Imagine if women's suffrage failed 5 times, and hey, guess we'll never get it, 5 times is the limit.

novok 1 day ago|||
It's because it doesn't break the political and financial careers of the people who do in the civil service and the politicians. Once it does, you'll see it is not repeated.

Prop 13 in California is an amazing example of this, known as a third rail political issue because it "kills" the politicians who attack it directly. It doesn't even approach even getting put up as a proposition or bill directly. It has a tight feedback loop because the most mobilized voting class, the olds, feel it immediately and the Howard Jarvis Taxpayers Association mobilizes immediately also. So they go for it on the sides, for things like commercial property, or complicated to understand inheritance and so on.

So if you really want to fight back and be effective, you have to (politically) destroy the careers of those who do.

naruhodo 1 day ago||
Prop 13, for those who don't know...

https://en.wikipedia.org/wiki/1978_California_Proposition_13

Teever 1 day ago||
Has anyone else noticed a tendency of American users to turn every conversation that isn't about America into one about America?

It would be super neat to not see this turn into yet another conversation about American tax policy.

tw04 1 day ago||||
>What makes you think French citizens don’t care?

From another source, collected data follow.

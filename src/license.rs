//! Manifest license labels → Flickr license ids.

/// Flickr's numeric license ids. Only the ones the manifest can select are
/// listed; anything unrecognised falls back to `AllRightsReserved`.
#[derive(Debug, Clone, Copy, PartialEq, Eq, Hash)]
#[repr(u8)]
pub enum LicenseCode {
    AllRightsReserved = 0,
    NoKnownCopyrightRestrictions = 10,
}

impl LicenseCode {
    pub fn id(self) -> u8 {
        self as u8
    }
}

const NO_KNOWN_COPYRIGHT: &str = "no-known-copyright";

/// Resolve a free-text license label. Total over all inputs.
pub fn resolve(label: &str) -> LicenseCode {
    if label.trim().eq_ignore_ascii_case(NO_KNOWN_COPYRIGHT) {
        LicenseCode::NoKnownCopyrightRestrictions
    } else {
        LicenseCode::AllRightsReserved
    }
}
use clap::Parser;
use crate::types::*;

#[derive(Parser, Debug)]
#[command(
    name = "flickr-uploader",
    about = "Batch-upload photos to Flickr from a CSV manifest"
)]
pub struct Cli {
    /// Manifest file with one row per photo. Expected columns: filename,
    /// title, description, tags, license, album, system_id
    #[arg(short = 'm', long, required_unless_present_any = ["auth_only", "list_albums"])]
    pub manifest: Option<String>,

    /// File holding API key, API secret, OAuth token and OAuth token secret,
    /// one per line
    #[arg(long, env = "FLICKR_AUTH_FILE", default_value = "flickrAuthData.txt")]
    pub auth_file: String,

    /// Manifest column separator
    #[arg(long, value_enum, default_value = "comma")]
    pub delimiter: Delimiter,

    /// Who can see uploaded photos
    #[arg(long, value_enum, default_value = "public")]
    pub visibility: Visibility,

    /// Minimum milliseconds between uploads (0 disables throttling)
    #[arg(long, default_value_t = 1000)]
    pub delay_ms: u64,

    /// Uploads allowed back-to-back before throttling kicks in
    #[arg(long, default_value_t = 1, value_parser = clap::value_parser!(u32).range(1..))]
    pub burst: u32,

    /// Number of rows uploaded concurrently
    #[arg(long, default_value_t = 1, value_parser = clap::value_parser!(u16).range(1..))]
    pub threads_num: u16,

    /// Directory that relative manifest paths are resolved against
    #[arg(short = 'd', long)]
    pub base_directory: Option<String>,

    /// Write a JSON report of every row's outcome to this file
    #[arg(long)]
    pub report: Option<String>,

    /// HTTP request timeout in seconds
    #[arg(long, default_value_t = 120)]
    pub timeout_secs: u64,

    /// Log level
    #[arg(long, value_enum, default_value = "info")]
    pub log_level: LogLevel,

    /// Disable the progress bar
    #[arg(long)]
    pub no_progress_bar: bool,

    /// Only check that the credentials are accepted
    #[arg(long)]
    pub auth_only: bool,

    /// List the account's albums
    #[arg(short = 'l', long)]
    pub list_albums: bool,
}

...because they haven't protested the proposed law? If they have, do you have a link? I've not seen any coverage in mainstream or independent media.

userbinator 1 day ago|||
Maybe it's time for France to reconsider its relationship with the EU.
Georgelemental 1 day ago|||
The French people did consider that, in the referendum on Maastricht. The politicians ignored the results
0dayz 1 day ago||||
This is France pushing this onto themselves?
palata 1 day ago|||
The French people typically elect far-right politicians to represent them at the EU level, so...
userbinator 1 day ago|||
It's not about left or right, but up and down.
tardedmeme 1 day ago|||
Which are also known as right and left, respectively.

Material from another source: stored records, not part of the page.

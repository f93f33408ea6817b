//! Single-photo upload: read the file, send it, pull the photo id out of
//! the response.

use std::path::Path;

use super::error::UploadError;
use crate::flickr::responses::{parse_upload_response, UploadResponse};
use crate::flickr::{FlickrError, PhotoService, UploadRequest};
use crate::license::LicenseCode;
use crate::manifest::UploadRecord;
use crate::types::Visibility;

/// Fail with [`UploadError::MissingFile`] unless `path` is an existing file.
pub async fn ensure_source_exists(path: &Path) -> Result<(), UploadError> {
    match tokio::fs::metadata(path).await {
        Ok(meta) if meta.is_file() => Ok(()),
        _ => Err(UploadError::MissingFile(path.to_path_buf())),
    }
}

/// Upload one record and return the new photo id.
///
/// `tags` must already be normalized. The file's final path component is
/// used as the multipart file name.
pub async fn upload(
    service: &dyn PhotoService,
    record: &UploadRecord,
    tags: String,
    license: LicenseCode,
    visibility: Visibility,
) -> Result<String, UploadError> {
    let bytes = tokio::fs::read(&record.source_path)
        .await
        .map_err(|source| UploadError::Read {
            path: record.source_path.clone(),
            source,
        })?;

    let filename = record
        .source_path
        .file_name()
        .map(|n| n.to_string_lossy().into_owned())
        .unwrap_or_else(|| "photo".to_string());

    tracing::debug!(
        path = %record.source_path.display(),
        size = bytes.len(),
        "Uploading"
    );

    let request = UploadRequest {
        filename,
        bytes,
        title: record.title.clone(),
        description: record.description.clone(),
        tags,
        visibility,
        license,
    };
    let body = service.upload_photo(request).await?;

    match parse_upload_response(&body) {
        Ok(UploadResponse::Ok {
            photo_id: Some(id),
        }) => Ok(id),
        Ok(UploadResponse::Ok { photo_id: None }) => Err(UploadError::InvalidResponse(
            "response has no photoid".to_string(),
        )),
        Ok(UploadResponse::Fail { code, message }) => {
            Err(UploadError::Remote(FlickrError::Api { code, message }))
        }
        Err(e) => Err(UploadError::InvalidResponse(e.to_string())),
    }
}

What, did you think right and left were arbitrary? The words are arbitrary, but the meanings are not. They correlate quite strongly with the material interests of the up and down.

userbinator 1 day ago|||
No, I'm referring to authoritarianism (up) and libertarianism (down).
palata 1 day ago||
Right, can we agree on "extremists" then? Takes the far-left, far-right, far-authoritarian and far-libertarian altogether.
novok 1 day ago|||
Stalin & Mao would like to have a word with you.
tardedmeme 1 day ago||
... okay? I thought they were dead. What about the entire rest of the world that is left or right. We're not stuck between a choice of Staln (left), and Htler (right) - there are more reasonable people in the world, even more reasonable politicians.
0dayz 1 day ago|||
That makes little sense if you know some basic political science, the EU is comprised of different political interest groups just like your country is.

Unless you literally belive everyone in the EU belive the exact same thing and there's zero disagreements what do ever.

shakow 1 day ago||
Kind of, at least in France? Our privacy-nefarious laws have been passed by both left- and right-leaning governments. It seems that if there is something the elite agrees upon, it is that the plebeians should be kept in check.
sunshine-o 1 day ago|||
It is true that "far-right politicians" had the most chance to be elected in the EU parliament but this is in fact insignificant.

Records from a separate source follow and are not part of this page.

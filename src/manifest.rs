//! Manifest reader. Turns the delimited upload manifest into a lazy stream
//! of rows, one field map per line.
//!
//! Rows with the wrong column count come back as `Err` without ending the
//! iteration, so the caller can record them and keep going.

use std::collections::HashMap;
use std::fs::File;
use std::io::Read;
use std::path::{Path, PathBuf};

use thiserror::Error;

use crate::types::Delimiter;

/// Columns the uploader reads. Any of them may be absent from the header;
/// absent columns read as empty strings.
pub const REQUIRED_COLUMNS: &[&str] = &[
    "filename",
    "title",
    "description",
    "tags",
    "license",
    "album",
    "system_id",
];

const BOM: char = '\u{feff}';

#[derive(Debug, Error)]
pub enum ManifestError {
    #[error("Failed to open manifest {}: {source}", .path.display())]
    Open {
        path: PathBuf,
        source: std::io::Error,
    },

    #[error("Manifest has no header row")]
    MissingHeader,

    #[error(
        "Malformed manifest row{}: {message}",
        .line.map(|l| format!(" at line {l}")).unwrap_or_default()
    )]
    MalformedRow { line: Option<u64>, message: String },

    #[error("Failed to read manifest: {0}")]
    Read(String),
}

impl ManifestError {
    pub fn line(&self) -> Option<u64> {
        match self {
            ManifestError::MalformedRow { line, .. } => *line,
            _ => None,
        }
    }

    fn from_csv(err: csv::Error) -> Self {
        let line = err.position().map(|p| p.line());
        match err.kind() {
            csv::ErrorKind::Io(_) => ManifestError::Read(err.to_string()),
            csv::ErrorKind::UnequalLengths {
                expected_len, len, ..
            } => ManifestError::MalformedRow {
                line,
                message: format!("expected {expected_len} fields, found {len}"),
            },
            _ => ManifestError::MalformedRow {
                line,
                message: err.to_string(),
            },
        }
    }
}

/// Strip a leading BOM, surrounding whitespace and surrounding double quotes.
pub fn clean_field(raw: &str) -> &str {
    raw.trim_start_matches(BOM).trim().trim_matches('"').trim()
}

/// One manifest line as a column → value map.
#[derive(Debug, Clone, PartialEq, Eq)]
pub struct ManifestRow {
    pub line: Option<u64>,
    fields: HashMap<String, String>,
}

impl ManifestRow {
    pub fn new(line: Option<u64>, fields: HashMap<String, String>) -> Self {
        Self { line, fields }
    }

    /// Value of `column`, or `""` if the manifest has no such column.
    pub fn get(&self, column: &str) -> &str {
        self.fields.get(column).map(String::as_str).unwrap_or("")
    }
}

/// A normalized manifest row ready for upload.
#[derive(Debug, Clone, PartialEq, Eq)]
pub struct UploadRecord {
    pub line: Option<u64>,
    pub source_path: PathBuf,
    pub title: String,
    pub description: String,
    pub tags: String,
    pub license_label: String,
    pub collection_name: Option<String>,
    pub external_id: Option<String>,
}

impl UploadRecord {
    /// Build a record from a row. Relative paths are joined onto
    /// `base_directory` when one is configured.
    pub fn from_row(row: &ManifestRow, base_directory: Option<&Path>) -> Self {
        let filename = PathBuf::from(row.get("filename"));
        let source_path = match base_directory {
            Some(base) if filename.is_relative() && !filename.as_os_str().is_empty() => {
                base.join(filename)
            }
            _ => filename,
        };
        let non_empty = |s: &str| (!s.is_empty()).then(|| s.to_string());

        Self {
            line: row.line,
            source_path,
            title: row.get("title").to_string(),
            description: row.get("description").to_string(),
            tags: row.get("tags").to_string(),
            license_label: row.get("license").to_string(),
            collection_name: non_empty(row.get("album")),
            external_id: non_empty(row.get("system_id")),
        }
    }
}

/// Lazy, single-pass manifest iterator.
pub struct ManifestReader<R: Read> {
    headers: Vec<String>,
    records: csv::StringRecordsIntoIter<R>,
    finished: bool,
}

impl ManifestReader<File> {
    pub fn open(path: &Path, delimiter: Delimiter) -> Result<Self, ManifestError> {
        let file = File::open(path).map_err(|source| ManifestError::Open {
            path: path.to_path_buf(),
            source,
        })?;
        Self::from_reader(file, delimiter)
    }
}

impl<R: Read> ManifestReader<R> {
    pub fn from_reader(reader: R, delimiter: Delimiter) -> Result<Self, ManifestError> {
        let mut csv_reader = csv::ReaderBuilder::new()
            .delimiter(delimiter.as_byte())
            .has_headers(true)
            .flexible(false)
            .from_reader(reader);

        let headers: Vec<String> = csv_reader
            .headers()
            .map_err(ManifestError::from_csv)?
            .iter()
            .map(|h| clean_field(h).to_string())
            .collect();

        if headers.iter().all(|h| h.is_empty()) {
            return Err(ManifestError::MissingHeader);
        }

        let missing: Vec<&str> = REQUIRED_COLUMNS
            .iter()
            .copied()
            .filter(|c| !headers.iter().any(|h| h == c))
            .collect();
        if !missing.is_empty() {
            tracing::warn!(
                ?missing,
                "Manifest header is missing columns; they will read as empty"
            );
        }
        tracing::debug!(?headers, "Manifest header");

        Ok(Self {
            headers,
            records: csv_reader.into_records(),
            finished: false,
        })
    }

    pub fn headers(&self) -> &[String] {
        &self.headers
    }
}

impl<R: Read> Iterator for ManifestReader<R> {
    type Item = Result<ManifestRow, ManifestError>;

    fn next(&mut self) -> Option<Self::Item> {
        if self.finished {
            return None;
        }
        match self.records.next()? {
            Ok(record) => {
                let line = record.position().map(|p| p.line());
                let fields = self
                    .headers
                    .iter()
                    .zip(record.iter())
                    .map(|(h, v)| (h.clone(), clean_field(v).to_string()))
                    .collect();
                Some(Ok(ManifestRow::new(line, fields)))
            }
            Err(e) => {
                let err = ManifestError::from_csv(e);
                // An I/O failure leaves the reader in an unknown position.
                if matches!(err, ManifestError::Read(_)) {
                    self.finished = true;
                }
                Some(Err(err))
            }
        }
    }
}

How individual country influence the EU is there is an invisible battle on putting their people anywhere under the commissioners. There are a lot of career people you will never hear about yielding immense power there and from what I know they do not have a political affiliation how we understand it (left, right, etc.)

If you are a corporation or foreign actor and you need something from the EU you cannot care less about the people elected in the fake parliament. If your chance of influencing or blocking something is in the parliament, you already lost.

Most people have a hard time wrapping their head around this because we actually have a better understanding how the US political system works, individual EU countries or even the CCP.

palata 1 day ago||
Well I disagree.
esseph 1 day ago||
> Is it that they aren't technically literate?

Few are, that is a huge part of it. Most have far more pressing concerns.